** RECORDS FOR THE EXERCISE **
*** Begin section ***
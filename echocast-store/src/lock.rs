//! Cross-process worker lock
//!
//! At most one worker invocation may mutate shared state at a time, even
//! when an external scheduler launches several concurrently. Mutual
//! exclusion rests on atomically linking a fully written token file into
//! the well-known lock path: the JSON token (holder identity plus
//! acquisition time) is staged under a unique temp name and `hard_link`ed
//! into place, so the lock path either does not exist or holds a complete
//! token — no reader ever observes a half-written marker.
//!
//! This is polling/best-effort locking: `try_acquire` never blocks, because
//! the scheduler retries on its own interval. A token older than the
//! configured staleness threshold is presumed abandoned by a crashed holder
//! and is reclaimed. Reclaim first renames the marker aside (exactly one
//! racing reclaimer's rename succeeds) and deletes it only after
//! re-checking that the displaced token is the stale one that was observed;
//! a live token displaced by a lost race is linked back. An unreadable
//! marker counts as abandoned only once its mtime also exceeds the
//! threshold.

use std::fs;
use std::io::ErrorKind;
use std::path::PathBuf;
use std::time::Duration;

use chrono::{DateTime, Utc};
use serde::{Deserialize, Serialize};
use tracing::{debug, info, warn};
use uuid::Uuid;

use crate::error::StoreError;

/// Exclusive worker execution rights.
#[derive(Debug, Clone, Serialize, Deserialize)]
pub struct LockToken {
    pub pid: u32,
    pub token: Uuid,
    pub acquired_at: DateTime<Utc>,
}

/// File-based mutual exclusion between independently scheduled worker
/// processes.
pub struct WorkerLock {
    path: PathBuf,
}

impl WorkerLock {
    pub fn new(path: impl Into<PathBuf>) -> Self {
        Self { path: path.into() }
    }

    /// Attempts to acquire the lock without blocking.
    ///
    /// Returns `None` immediately when a valid, non-stale token is held by
    /// another process. An existing token older than `stale_after` (or an
    /// unreadable marker whose mtime is older than `stale_after`) is
    /// reclaimed; when two callers race on the reclaim, exactly one wins
    /// and the other backs off.
    pub fn try_acquire(&self, stale_after: Duration) -> Result<Option<LockToken>, StoreError> {
        // Two attempts: the second runs only after reclaiming a stale or
        // abandoned marker.
        for _ in 0..2 {
            let token = LockToken {
                pid: std::process::id(),
                token: Uuid::new_v4(),
                acquired_at: Utc::now(),
            };
            if self.link_token(&token)? {
                debug!("Acquired worker lock (pid {})", token.pid);
                return Ok(Some(token));
            }
            if !self.reclaim_if_stale(stale_after)? {
                return Ok(None);
            }
        }
        Ok(None)
    }

    /// Releases the lock, but only when the on-disk token still matches
    /// `token`. This prevents releasing a lock that a later process
    /// acquired after a stale reclaim.
    pub fn release(&self, token: &LockToken) -> Result<(), StoreError> {
        let bytes = match fs::read(&self.path) {
            Ok(bytes) => bytes,
            Err(e) if e.kind() == ErrorKind::NotFound => {
                debug!("Worker lock already gone on release");
                return Ok(());
            }
            Err(e) => return Err(StoreError::io(&self.path, e)),
        };

        match serde_json::from_slice::<LockToken>(&bytes) {
            Ok(current) if current.token == token.token => {
                fs::remove_file(&self.path).map_err(|e| StoreError::io(&self.path, e))?;
                debug!("Released worker lock (pid {})", token.pid);
            }
            Ok(current) => {
                warn!(
                    "Not releasing worker lock: held by pid {} with a different token",
                    current.pid
                );
            }
            Err(e) => {
                // Leave it for the next acquirer's staleness reclaim.
                warn!("Worker lock unreadable on release, leaving in place: {}", e);
            }
        }
        Ok(())
    }

    /// Stages the fully serialized token under a unique sibling name and
    /// links it into the lock path. Returns whether the link — and with it
    /// the acquisition — succeeded.
    fn link_token(&self, token: &LockToken) -> Result<bool, StoreError> {
        let staged = self.sibling("staged");
        let bytes = serde_json::to_vec_pretty(token)
            .map_err(|e| StoreError::corrupt(&self.path, e))?;
        fs::write(&staged, &bytes).map_err(|e| StoreError::io(&staged, e))?;

        let linked = fs::hard_link(&staged, &self.path);
        if let Err(e) = fs::remove_file(&staged) {
            warn!("Could not remove staged lock token {}: {}", staged.display(), e);
        }

        match linked {
            Ok(()) => Ok(true),
            Err(e) if e.kind() == ErrorKind::AlreadyExists => Ok(false),
            Err(e) => Err(StoreError::io(&self.path, e)),
        }
    }

    /// Removes the lock marker when it is stale or abandoned. Returns
    /// whether a reclaim happened (and another acquire attempt is worth
    /// making).
    fn reclaim_if_stale(&self, stale_after: Duration) -> Result<bool, StoreError> {
        let bytes = match fs::read(&self.path) {
            Ok(bytes) => bytes,
            // Holder released between our link attempt and this read.
            Err(e) if e.kind() == ErrorKind::NotFound => return Ok(true),
            Err(e) => return Err(StoreError::io(&self.path, e)),
        };

        let observed = serde_json::from_slice::<LockToken>(&bytes);
        let stale = match &observed {
            Ok(current) => {
                let age = Utc::now().signed_duration_since(current.acquired_at);
                let stale = chrono::Duration::from_std(stale_after)
                    .map(|threshold| age > threshold)
                    .unwrap_or(false);
                if !stale {
                    debug!("Worker lock held by pid {}, backing off", current.pid);
                }
                stale
            }
            // A token mid-write is unreadable too; junk is reclaimed only
            // once the file itself is old enough.
            Err(_) => self.marker_older_than(stale_after)?,
        };
        if !stale {
            return Ok(false);
        }

        // Move the marker aside; exactly one racing reclaimer's rename
        // succeeds.
        let displaced = self.sibling("reclaim");
        match fs::rename(&self.path, &displaced) {
            Ok(()) => {}
            Err(e) if e.kind() == ErrorKind::NotFound => return Ok(true),
            Err(e) => return Err(StoreError::io(&self.path, e)),
        }

        // Between the read and the rename the marker may have been
        // reclaimed and re-acquired by a racer; confirm what was displaced
        // is the token judged stale before destroying it.
        let displaced_token = fs::read(&displaced)
            .ok()
            .and_then(|bytes| serde_json::from_slice::<LockToken>(&bytes).ok());
        let matches_observation = match (&observed, &displaced_token) {
            (Ok(a), Some(b)) => a.token == b.token,
            (Err(_), None) => true,
            _ => false,
        };

        if matches_observation {
            match &observed {
                Ok(current) => info!(
                    "Reclaimed stale worker lock held by pid {} since {}",
                    current.pid, current.acquired_at
                ),
                Err(e) => info!("Reclaimed unreadable worker lock: {}", e),
            }
            if let Err(e) = fs::remove_file(&displaced) {
                warn!(
                    "Could not remove displaced lock marker {}: {}",
                    displaced.display(),
                    e
                );
            }
            Ok(true)
        } else {
            // A live token was displaced; put it back and back off.
            if let Err(e) = fs::hard_link(&displaced, &self.path) {
                if e.kind() != ErrorKind::AlreadyExists {
                    return Err(StoreError::io(&self.path, e));
                }
            }
            if let Err(e) = fs::remove_file(&displaced) {
                warn!(
                    "Could not remove displaced lock marker {}: {}",
                    displaced.display(),
                    e
                );
            }
            debug!("Lost reclaim race, backing off");
            Ok(false)
        }
    }

    /// Whether the marker file's mtime is older than `stale_after`.
    fn marker_older_than(&self, stale_after: Duration) -> Result<bool, StoreError> {
        let metadata = match fs::metadata(&self.path) {
            Ok(metadata) => metadata,
            Err(e) if e.kind() == ErrorKind::NotFound => return Ok(true),
            Err(e) => return Err(StoreError::io(&self.path, e)),
        };
        let modified = metadata
            .modified()
            .map_err(|e| StoreError::io(&self.path, e))?;
        Ok(modified
            .elapsed()
            .map(|age| age > stale_after)
            .unwrap_or(false))
    }

    fn sibling(&self, label: &str) -> PathBuf {
        let name = self
            .path
            .file_name()
            .and_then(|n| n.to_str())
            .unwrap_or("worker.lock");
        self.path
            .with_file_name(format!(".{name}.{label}.{}", Uuid::new_v4().simple()))
    }
}

#[cfg(test)]
mod tests {
    use super::*;
    use std::sync::Arc;
    use std::sync::atomic::{AtomicUsize, Ordering};

    const STALE: Duration = Duration::from_secs(3600);

    #[test]
    fn test_second_acquire_fails_while_held() {
        let dir = tempfile::tempdir().unwrap();
        let lock = WorkerLock::new(dir.path().join("worker.lock"));

        let token = lock.try_acquire(STALE).unwrap().unwrap();
        assert!(lock.try_acquire(STALE).unwrap().is_none());

        lock.release(&token).unwrap();
        assert!(lock.try_acquire(STALE).unwrap().is_some());
    }

    #[test]
    fn test_lock_file_always_holds_a_complete_token() {
        let dir = tempfile::tempdir().unwrap();
        let path = dir.path().join("worker.lock");
        let lock = WorkerLock::new(&path);

        let token = lock.try_acquire(STALE).unwrap().unwrap();
        let on_disk: LockToken = serde_json::from_slice(&fs::read(&path).unwrap()).unwrap();
        assert_eq!(on_disk.token, token.token);
        assert_eq!(on_disk.pid, std::process::id());
        lock.release(&token).unwrap();

        // No staged temp files are left behind.
        assert_eq!(fs::read_dir(dir.path()).unwrap().count(), 0);
    }

    #[test]
    fn test_stale_lock_is_reclaimed() {
        let dir = tempfile::tempdir().unwrap();
        let path = dir.path().join("worker.lock");
        let lock = WorkerLock::new(&path);

        let abandoned = LockToken {
            pid: 1,
            token: Uuid::new_v4(),
            acquired_at: Utc::now() - chrono::Duration::hours(2),
        };
        fs::write(&path, serde_json::to_vec(&abandoned).unwrap()).unwrap();

        let token = lock.try_acquire(STALE).unwrap();
        assert!(token.is_some());
    }

    #[test]
    fn test_fresh_lock_is_not_reclaimed() {
        let dir = tempfile::tempdir().unwrap();
        let path = dir.path().join("worker.lock");
        let lock = WorkerLock::new(&path);

        let holder = LockToken {
            pid: 1,
            token: Uuid::new_v4(),
            acquired_at: Utc::now(),
        };
        fs::write(&path, serde_json::to_vec(&holder).unwrap()).unwrap();

        assert!(lock.try_acquire(STALE).unwrap().is_none());
    }

    #[test]
    fn test_corrupt_lock_needs_old_mtime_to_be_reclaimed() {
        let dir = tempfile::tempdir().unwrap();
        let path = dir.path().join("worker.lock");
        fs::write(&path, b"not json at all").unwrap();

        let lock = WorkerLock::new(&path);

        // Freshly written junk could be a token mid-write: hands off.
        assert!(lock.try_acquire(STALE).unwrap().is_none());

        // Once the file is older than the threshold it is reclaimed.
        std::thread::sleep(Duration::from_millis(50));
        assert!(lock.try_acquire(Duration::from_millis(10)).unwrap().is_some());
    }

    #[test]
    fn test_release_with_mismatched_token_leaves_lock() {
        let dir = tempfile::tempdir().unwrap();
        let path = dir.path().join("worker.lock");
        let lock = WorkerLock::new(&path);

        let old_token = lock.try_acquire(STALE).unwrap().unwrap();

        // Simulate a later process reclaiming and re-acquiring.
        let newer = LockToken {
            pid: 999,
            token: Uuid::new_v4(),
            acquired_at: Utc::now(),
        };
        fs::write(&path, serde_json::to_vec(&newer).unwrap()).unwrap();

        lock.release(&old_token).unwrap();
        assert!(path.exists(), "newer holder's lock must survive");
    }

    #[test]
    fn test_release_is_idempotent_when_lock_gone() {
        let dir = tempfile::tempdir().unwrap();
        let lock = WorkerLock::new(dir.path().join("worker.lock"));
        let token = lock.try_acquire(STALE).unwrap().unwrap();
        lock.release(&token).unwrap();
        lock.release(&token).unwrap();
    }

    #[test]
    fn test_racing_acquirers_never_hold_concurrently() {
        let dir = tempfile::tempdir().unwrap();
        let path = dir.path().join("worker.lock");
        let holders = Arc::new(AtomicUsize::new(0));

        let threads: Vec<_> = (0..3)
            .map(|_| {
                let path = path.clone();
                let holders = Arc::clone(&holders);
                std::thread::spawn(move || {
                    let lock = WorkerLock::new(&path);
                    let mut acquisitions = 0usize;
                    while acquisitions < 200 {
                        let Some(token) = lock.try_acquire(STALE).unwrap() else {
                            continue;
                        };
                        acquisitions += 1;

                        let concurrent = holders.fetch_add(1, Ordering::SeqCst) + 1;
                        assert_eq!(concurrent, 1, "two holders at once");

                        // The on-disk token must still be ours mid-hold: a
                        // racer must never mistake a live lock for junk.
                        let on_disk: LockToken =
                            serde_json::from_slice(&fs::read(&path).unwrap()).unwrap();
                        assert_eq!(on_disk.token, token.token, "live lock was stolen");

                        holders.fetch_sub(1, Ordering::SeqCst);
                        lock.release(&token).unwrap();
                    }
                })
            })
            .collect();

        for thread in threads {
            thread.join().unwrap();
        }
    }

    #[test]
    fn test_stale_reclaim_has_exactly_one_winner() {
        let dir = tempfile::tempdir().unwrap();
        let path = dir.path().join("worker.lock");

        let abandoned = LockToken {
            pid: 1,
            token: Uuid::new_v4(),
            acquired_at: Utc::now() - chrono::Duration::hours(2),
        };
        fs::write(&path, serde_json::to_vec(&abandoned).unwrap()).unwrap();

        let threads: Vec<_> = (0..4)
            .map(|_| {
                let path = path.clone();
                std::thread::spawn(move || {
                    WorkerLock::new(&path).try_acquire(STALE).unwrap().is_some()
                })
            })
            .collect();

        let winners = threads
            .into_iter()
            .map(|t| t.join().unwrap())
            .filter(|&won| won)
            .count();
        assert_eq!(winners, 1);
    }
}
*** End section ***
** ABOUT THIS TASK **
For every line in the data above that holds "junk", return the line itself.

** SOLUTION TO THIS PROBLEM **
            // A token mid-write is unreadable too; junk is reclaimed only
        // Freshly written junk could be a token mid-write: hands off.
                        // racer must never mistake a live lock for junk.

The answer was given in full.